Your objective » If a line of the data below holds the string "AuditEntry", copy it.

** Data listing follows **

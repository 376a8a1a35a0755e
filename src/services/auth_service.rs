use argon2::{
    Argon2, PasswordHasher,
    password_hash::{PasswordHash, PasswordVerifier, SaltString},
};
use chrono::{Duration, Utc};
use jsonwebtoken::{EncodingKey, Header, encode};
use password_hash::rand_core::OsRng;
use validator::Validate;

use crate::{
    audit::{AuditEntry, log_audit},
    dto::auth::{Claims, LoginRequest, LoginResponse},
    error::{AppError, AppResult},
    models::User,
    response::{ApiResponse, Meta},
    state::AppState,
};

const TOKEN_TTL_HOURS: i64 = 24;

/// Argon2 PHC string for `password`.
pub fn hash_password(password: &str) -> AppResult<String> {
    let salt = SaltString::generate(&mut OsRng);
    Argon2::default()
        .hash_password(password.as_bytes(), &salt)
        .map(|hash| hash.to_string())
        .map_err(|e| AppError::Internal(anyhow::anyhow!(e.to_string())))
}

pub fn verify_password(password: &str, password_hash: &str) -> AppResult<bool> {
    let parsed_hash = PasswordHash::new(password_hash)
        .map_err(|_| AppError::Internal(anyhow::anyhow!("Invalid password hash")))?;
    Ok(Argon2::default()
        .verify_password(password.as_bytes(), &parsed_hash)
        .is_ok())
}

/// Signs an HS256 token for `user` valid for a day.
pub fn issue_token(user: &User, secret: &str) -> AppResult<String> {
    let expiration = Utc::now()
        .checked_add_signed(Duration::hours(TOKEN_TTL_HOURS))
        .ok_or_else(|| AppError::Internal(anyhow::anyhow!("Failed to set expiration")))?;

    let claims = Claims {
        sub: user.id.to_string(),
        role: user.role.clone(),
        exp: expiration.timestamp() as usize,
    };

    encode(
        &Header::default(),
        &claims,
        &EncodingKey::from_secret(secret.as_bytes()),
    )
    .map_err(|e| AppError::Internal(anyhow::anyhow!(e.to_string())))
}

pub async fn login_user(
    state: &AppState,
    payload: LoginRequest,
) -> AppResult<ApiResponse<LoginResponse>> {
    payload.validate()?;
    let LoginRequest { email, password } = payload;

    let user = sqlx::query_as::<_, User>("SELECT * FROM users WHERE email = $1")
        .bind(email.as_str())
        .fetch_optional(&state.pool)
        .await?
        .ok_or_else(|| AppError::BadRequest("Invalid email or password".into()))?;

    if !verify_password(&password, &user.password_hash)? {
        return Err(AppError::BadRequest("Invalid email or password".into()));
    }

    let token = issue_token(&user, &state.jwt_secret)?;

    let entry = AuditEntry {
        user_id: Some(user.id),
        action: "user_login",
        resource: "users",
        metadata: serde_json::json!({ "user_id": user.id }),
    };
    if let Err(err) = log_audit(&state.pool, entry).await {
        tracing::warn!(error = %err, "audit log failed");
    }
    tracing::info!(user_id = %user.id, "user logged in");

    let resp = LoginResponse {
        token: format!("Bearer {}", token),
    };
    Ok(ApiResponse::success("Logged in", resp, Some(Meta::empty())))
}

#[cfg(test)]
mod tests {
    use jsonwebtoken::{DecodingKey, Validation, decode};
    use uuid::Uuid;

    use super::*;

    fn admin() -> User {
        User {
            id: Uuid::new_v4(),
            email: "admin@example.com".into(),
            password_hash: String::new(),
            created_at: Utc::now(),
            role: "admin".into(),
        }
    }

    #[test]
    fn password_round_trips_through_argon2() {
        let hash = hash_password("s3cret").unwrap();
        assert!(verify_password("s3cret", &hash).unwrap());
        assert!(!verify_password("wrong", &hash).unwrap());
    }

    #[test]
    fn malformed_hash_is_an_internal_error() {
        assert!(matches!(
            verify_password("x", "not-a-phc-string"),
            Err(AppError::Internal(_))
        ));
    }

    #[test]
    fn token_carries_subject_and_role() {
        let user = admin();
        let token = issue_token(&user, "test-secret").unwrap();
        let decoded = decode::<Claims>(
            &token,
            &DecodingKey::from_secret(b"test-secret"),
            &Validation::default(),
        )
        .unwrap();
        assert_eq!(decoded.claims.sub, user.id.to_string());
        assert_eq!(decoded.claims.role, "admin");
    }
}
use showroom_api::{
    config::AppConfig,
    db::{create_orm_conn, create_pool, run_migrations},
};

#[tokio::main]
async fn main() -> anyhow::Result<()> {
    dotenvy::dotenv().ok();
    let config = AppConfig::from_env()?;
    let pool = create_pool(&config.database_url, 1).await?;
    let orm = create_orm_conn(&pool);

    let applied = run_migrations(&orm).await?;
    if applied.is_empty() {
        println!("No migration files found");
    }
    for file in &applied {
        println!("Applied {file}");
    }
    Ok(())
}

** End of Data listing **
** Data listing follows **

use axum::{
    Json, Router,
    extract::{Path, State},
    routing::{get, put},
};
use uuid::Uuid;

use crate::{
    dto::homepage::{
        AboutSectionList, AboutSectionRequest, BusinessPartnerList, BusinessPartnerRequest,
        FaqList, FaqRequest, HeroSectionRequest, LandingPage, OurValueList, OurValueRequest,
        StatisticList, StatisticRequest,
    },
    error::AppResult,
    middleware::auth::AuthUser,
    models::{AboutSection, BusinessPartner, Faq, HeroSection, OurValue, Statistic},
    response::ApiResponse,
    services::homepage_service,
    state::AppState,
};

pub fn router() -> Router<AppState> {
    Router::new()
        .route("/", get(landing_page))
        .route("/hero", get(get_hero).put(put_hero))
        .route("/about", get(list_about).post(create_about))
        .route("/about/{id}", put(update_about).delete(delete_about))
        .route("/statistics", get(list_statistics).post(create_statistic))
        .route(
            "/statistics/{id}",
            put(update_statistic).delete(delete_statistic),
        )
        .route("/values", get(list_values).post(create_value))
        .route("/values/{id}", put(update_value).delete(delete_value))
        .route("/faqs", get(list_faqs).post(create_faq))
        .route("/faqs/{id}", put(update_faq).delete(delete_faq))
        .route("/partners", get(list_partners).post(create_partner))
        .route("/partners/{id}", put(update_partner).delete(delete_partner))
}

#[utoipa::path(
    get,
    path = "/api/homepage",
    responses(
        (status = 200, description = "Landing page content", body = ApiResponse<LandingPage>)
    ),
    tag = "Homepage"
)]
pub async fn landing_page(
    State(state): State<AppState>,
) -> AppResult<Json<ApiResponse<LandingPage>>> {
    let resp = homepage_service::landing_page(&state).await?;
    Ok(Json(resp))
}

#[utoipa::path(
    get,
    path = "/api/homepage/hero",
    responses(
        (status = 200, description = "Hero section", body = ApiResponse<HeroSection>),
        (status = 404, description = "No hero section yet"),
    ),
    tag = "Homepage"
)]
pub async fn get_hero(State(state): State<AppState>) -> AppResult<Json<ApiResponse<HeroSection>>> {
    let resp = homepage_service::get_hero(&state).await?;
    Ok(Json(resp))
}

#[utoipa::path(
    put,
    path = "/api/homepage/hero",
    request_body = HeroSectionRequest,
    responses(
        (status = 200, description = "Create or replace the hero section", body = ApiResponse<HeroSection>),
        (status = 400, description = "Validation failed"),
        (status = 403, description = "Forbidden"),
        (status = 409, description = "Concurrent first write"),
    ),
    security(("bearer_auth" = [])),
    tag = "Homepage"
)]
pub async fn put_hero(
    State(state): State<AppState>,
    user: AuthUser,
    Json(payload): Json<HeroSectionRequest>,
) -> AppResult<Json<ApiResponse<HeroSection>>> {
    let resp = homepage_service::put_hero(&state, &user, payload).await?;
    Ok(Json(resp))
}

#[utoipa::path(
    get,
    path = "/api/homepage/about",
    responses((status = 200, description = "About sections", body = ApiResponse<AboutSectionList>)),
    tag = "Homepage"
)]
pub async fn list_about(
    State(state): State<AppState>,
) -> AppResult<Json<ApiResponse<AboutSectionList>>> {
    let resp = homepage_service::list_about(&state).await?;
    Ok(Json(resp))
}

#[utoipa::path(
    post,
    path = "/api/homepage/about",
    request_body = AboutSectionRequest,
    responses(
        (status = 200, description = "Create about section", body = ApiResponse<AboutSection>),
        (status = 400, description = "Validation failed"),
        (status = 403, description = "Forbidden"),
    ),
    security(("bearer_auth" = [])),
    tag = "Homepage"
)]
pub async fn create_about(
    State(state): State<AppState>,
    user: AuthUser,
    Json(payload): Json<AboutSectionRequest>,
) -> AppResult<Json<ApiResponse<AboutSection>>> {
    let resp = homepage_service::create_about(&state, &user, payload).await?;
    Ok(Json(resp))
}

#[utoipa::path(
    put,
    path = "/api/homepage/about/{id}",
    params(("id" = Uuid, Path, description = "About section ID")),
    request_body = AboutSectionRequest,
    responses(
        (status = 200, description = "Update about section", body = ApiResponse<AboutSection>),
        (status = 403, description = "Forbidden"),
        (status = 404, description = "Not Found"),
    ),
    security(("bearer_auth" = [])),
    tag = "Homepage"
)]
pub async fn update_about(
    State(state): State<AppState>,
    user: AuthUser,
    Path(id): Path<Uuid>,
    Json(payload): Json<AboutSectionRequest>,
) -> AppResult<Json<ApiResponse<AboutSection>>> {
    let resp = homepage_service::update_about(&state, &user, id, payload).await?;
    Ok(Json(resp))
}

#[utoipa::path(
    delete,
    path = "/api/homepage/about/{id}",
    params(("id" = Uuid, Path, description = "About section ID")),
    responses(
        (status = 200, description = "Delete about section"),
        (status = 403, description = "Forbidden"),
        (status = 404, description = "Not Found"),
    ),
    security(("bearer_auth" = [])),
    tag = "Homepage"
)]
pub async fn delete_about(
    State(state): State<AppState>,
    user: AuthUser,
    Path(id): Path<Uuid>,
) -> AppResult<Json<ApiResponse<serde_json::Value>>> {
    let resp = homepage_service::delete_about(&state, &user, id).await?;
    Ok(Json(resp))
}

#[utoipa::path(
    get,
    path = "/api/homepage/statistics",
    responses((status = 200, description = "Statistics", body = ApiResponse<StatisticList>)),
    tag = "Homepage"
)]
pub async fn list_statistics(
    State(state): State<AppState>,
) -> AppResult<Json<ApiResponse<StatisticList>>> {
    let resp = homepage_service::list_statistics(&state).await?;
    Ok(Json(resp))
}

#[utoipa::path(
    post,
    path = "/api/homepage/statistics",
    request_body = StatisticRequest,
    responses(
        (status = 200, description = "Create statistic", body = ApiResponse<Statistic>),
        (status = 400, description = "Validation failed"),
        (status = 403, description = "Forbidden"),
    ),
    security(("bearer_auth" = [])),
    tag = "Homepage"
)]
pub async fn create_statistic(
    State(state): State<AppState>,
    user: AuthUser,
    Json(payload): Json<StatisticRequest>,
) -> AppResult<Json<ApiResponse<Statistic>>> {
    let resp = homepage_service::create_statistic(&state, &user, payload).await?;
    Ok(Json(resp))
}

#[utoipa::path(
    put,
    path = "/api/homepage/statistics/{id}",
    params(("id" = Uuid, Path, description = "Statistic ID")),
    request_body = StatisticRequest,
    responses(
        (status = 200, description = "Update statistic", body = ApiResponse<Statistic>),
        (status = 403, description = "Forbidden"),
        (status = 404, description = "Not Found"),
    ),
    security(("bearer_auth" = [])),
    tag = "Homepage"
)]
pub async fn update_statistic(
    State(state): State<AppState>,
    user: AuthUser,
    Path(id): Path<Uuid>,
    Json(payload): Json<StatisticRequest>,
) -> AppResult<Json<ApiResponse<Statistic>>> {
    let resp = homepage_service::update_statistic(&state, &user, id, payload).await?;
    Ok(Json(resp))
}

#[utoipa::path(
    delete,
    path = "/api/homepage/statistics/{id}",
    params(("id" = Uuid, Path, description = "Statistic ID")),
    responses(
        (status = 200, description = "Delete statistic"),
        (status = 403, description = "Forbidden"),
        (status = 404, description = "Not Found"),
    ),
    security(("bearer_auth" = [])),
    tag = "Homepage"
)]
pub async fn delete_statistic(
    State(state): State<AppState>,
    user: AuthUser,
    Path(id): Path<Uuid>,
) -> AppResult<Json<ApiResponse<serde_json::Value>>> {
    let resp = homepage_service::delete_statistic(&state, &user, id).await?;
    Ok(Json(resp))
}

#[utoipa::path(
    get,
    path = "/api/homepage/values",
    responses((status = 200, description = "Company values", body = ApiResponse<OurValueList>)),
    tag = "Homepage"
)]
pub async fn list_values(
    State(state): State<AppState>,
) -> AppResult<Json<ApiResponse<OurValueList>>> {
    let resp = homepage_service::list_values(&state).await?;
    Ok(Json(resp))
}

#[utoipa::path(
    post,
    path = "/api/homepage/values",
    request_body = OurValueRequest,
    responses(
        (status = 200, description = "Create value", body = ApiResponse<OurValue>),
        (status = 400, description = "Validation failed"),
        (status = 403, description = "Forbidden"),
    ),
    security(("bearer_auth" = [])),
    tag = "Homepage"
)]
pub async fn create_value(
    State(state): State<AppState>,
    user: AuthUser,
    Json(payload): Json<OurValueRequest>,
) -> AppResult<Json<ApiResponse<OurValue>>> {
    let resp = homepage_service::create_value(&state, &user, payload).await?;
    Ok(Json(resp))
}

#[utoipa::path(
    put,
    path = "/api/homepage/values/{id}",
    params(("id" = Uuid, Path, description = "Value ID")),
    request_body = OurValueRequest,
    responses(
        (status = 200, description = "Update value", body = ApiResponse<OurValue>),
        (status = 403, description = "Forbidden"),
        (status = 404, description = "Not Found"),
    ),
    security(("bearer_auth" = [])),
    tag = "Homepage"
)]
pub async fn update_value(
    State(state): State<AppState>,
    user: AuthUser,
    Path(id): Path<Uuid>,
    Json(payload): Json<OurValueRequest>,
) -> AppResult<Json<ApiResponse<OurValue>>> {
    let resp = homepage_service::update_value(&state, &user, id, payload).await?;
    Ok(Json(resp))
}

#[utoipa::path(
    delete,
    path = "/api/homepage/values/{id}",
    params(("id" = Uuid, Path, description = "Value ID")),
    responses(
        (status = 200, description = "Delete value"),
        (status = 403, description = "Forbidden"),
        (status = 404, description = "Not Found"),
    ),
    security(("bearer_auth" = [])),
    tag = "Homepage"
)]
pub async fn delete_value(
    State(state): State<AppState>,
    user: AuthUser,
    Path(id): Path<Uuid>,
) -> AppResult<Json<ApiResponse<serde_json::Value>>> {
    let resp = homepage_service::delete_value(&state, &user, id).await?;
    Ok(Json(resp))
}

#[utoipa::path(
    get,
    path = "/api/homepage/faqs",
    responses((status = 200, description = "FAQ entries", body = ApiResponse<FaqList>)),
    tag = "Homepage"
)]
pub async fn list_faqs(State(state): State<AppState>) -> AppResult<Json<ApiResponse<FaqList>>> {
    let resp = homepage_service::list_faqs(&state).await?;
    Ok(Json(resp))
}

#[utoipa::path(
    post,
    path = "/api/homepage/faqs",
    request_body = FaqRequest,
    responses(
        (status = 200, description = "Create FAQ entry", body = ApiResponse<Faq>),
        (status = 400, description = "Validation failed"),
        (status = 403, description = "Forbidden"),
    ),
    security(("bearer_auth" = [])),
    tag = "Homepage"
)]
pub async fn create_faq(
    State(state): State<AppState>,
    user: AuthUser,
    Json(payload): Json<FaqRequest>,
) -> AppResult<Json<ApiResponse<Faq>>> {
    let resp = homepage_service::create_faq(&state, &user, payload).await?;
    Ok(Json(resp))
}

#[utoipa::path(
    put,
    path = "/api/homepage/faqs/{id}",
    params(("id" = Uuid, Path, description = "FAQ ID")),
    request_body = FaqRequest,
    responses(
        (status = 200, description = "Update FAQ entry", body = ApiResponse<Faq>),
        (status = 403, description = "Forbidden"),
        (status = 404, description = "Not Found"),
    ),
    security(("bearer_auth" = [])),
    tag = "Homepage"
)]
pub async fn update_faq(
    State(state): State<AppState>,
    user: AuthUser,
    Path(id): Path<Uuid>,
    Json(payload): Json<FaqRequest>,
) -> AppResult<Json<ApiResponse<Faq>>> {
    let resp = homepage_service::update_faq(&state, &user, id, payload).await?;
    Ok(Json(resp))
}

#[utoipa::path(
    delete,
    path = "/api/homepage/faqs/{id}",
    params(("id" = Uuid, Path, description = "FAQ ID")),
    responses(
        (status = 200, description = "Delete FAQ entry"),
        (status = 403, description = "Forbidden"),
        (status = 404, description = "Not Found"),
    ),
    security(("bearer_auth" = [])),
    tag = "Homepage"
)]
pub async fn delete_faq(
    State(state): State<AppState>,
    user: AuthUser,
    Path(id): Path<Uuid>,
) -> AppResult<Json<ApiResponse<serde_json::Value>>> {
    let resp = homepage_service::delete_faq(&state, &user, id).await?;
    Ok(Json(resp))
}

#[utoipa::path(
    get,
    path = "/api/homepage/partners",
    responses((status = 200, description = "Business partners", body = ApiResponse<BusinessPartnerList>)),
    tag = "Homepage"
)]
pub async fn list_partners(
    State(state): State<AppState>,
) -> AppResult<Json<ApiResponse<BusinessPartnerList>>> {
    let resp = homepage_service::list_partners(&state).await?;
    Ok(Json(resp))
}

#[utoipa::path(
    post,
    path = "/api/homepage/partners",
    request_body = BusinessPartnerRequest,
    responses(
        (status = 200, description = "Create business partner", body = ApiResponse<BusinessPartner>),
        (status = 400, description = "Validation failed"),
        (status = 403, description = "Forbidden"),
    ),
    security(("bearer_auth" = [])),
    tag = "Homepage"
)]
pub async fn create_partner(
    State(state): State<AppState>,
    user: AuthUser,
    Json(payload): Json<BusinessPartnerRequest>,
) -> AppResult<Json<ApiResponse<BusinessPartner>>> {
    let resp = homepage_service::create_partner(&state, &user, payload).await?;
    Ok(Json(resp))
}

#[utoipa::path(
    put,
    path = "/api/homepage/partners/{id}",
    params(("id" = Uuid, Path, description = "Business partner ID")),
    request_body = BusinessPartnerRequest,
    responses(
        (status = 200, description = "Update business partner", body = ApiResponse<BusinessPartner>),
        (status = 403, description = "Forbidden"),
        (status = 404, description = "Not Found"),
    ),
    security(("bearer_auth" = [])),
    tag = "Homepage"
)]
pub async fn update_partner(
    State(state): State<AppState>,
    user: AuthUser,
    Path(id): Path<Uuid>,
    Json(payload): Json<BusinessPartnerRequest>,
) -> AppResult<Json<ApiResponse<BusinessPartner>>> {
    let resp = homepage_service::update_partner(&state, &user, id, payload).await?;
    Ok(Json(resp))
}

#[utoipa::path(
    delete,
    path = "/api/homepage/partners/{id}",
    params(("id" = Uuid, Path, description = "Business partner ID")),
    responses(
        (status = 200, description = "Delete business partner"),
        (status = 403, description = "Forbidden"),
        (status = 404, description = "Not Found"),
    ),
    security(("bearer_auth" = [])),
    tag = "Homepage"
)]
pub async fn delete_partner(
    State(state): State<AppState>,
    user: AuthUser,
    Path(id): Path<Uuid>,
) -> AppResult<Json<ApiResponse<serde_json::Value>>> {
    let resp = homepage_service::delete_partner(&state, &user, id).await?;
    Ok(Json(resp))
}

** End of Data listing **
** Data listing follows **

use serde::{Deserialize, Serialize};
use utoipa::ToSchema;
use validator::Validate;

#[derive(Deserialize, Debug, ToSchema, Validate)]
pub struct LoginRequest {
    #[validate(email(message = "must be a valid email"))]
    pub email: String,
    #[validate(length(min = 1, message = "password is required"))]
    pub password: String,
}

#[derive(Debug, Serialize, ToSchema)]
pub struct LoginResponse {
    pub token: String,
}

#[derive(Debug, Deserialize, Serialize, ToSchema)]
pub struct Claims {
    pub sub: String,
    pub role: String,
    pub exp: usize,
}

** End of Data listing **

Problem solution »
    audit::{AuditEntry, log_audit},
    let entry = AuditEntry {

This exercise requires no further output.